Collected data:
>>>
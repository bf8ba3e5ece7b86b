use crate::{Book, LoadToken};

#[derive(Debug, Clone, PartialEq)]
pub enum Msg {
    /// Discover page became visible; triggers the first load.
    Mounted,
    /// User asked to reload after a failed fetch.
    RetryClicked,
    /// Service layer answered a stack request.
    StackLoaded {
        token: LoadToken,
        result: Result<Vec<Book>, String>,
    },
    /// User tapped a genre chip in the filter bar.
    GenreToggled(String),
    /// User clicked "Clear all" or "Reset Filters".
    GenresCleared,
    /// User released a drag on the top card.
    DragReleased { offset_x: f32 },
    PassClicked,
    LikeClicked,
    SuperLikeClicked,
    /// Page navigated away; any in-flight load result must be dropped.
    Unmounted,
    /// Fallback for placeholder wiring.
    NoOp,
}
<<<
>>>
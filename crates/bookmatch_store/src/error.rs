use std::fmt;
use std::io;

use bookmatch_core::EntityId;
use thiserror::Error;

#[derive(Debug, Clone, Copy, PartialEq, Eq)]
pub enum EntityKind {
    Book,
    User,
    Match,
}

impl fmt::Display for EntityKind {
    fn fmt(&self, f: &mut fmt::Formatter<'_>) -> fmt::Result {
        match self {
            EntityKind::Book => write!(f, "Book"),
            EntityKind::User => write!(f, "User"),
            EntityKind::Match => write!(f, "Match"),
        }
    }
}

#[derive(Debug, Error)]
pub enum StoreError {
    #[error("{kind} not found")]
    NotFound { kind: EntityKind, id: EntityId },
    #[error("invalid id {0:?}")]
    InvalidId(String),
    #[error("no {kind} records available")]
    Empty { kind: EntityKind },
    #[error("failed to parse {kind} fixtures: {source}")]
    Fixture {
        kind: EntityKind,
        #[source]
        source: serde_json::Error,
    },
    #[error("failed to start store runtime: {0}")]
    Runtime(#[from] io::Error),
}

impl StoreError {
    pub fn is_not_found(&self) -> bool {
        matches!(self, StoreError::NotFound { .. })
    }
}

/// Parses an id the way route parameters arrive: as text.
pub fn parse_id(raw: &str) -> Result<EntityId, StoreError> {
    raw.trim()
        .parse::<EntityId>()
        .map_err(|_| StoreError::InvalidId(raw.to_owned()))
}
<<<
To do:
What is the number of lines in the records that hold the word "enum"? Answer with that number only.

Result below:
3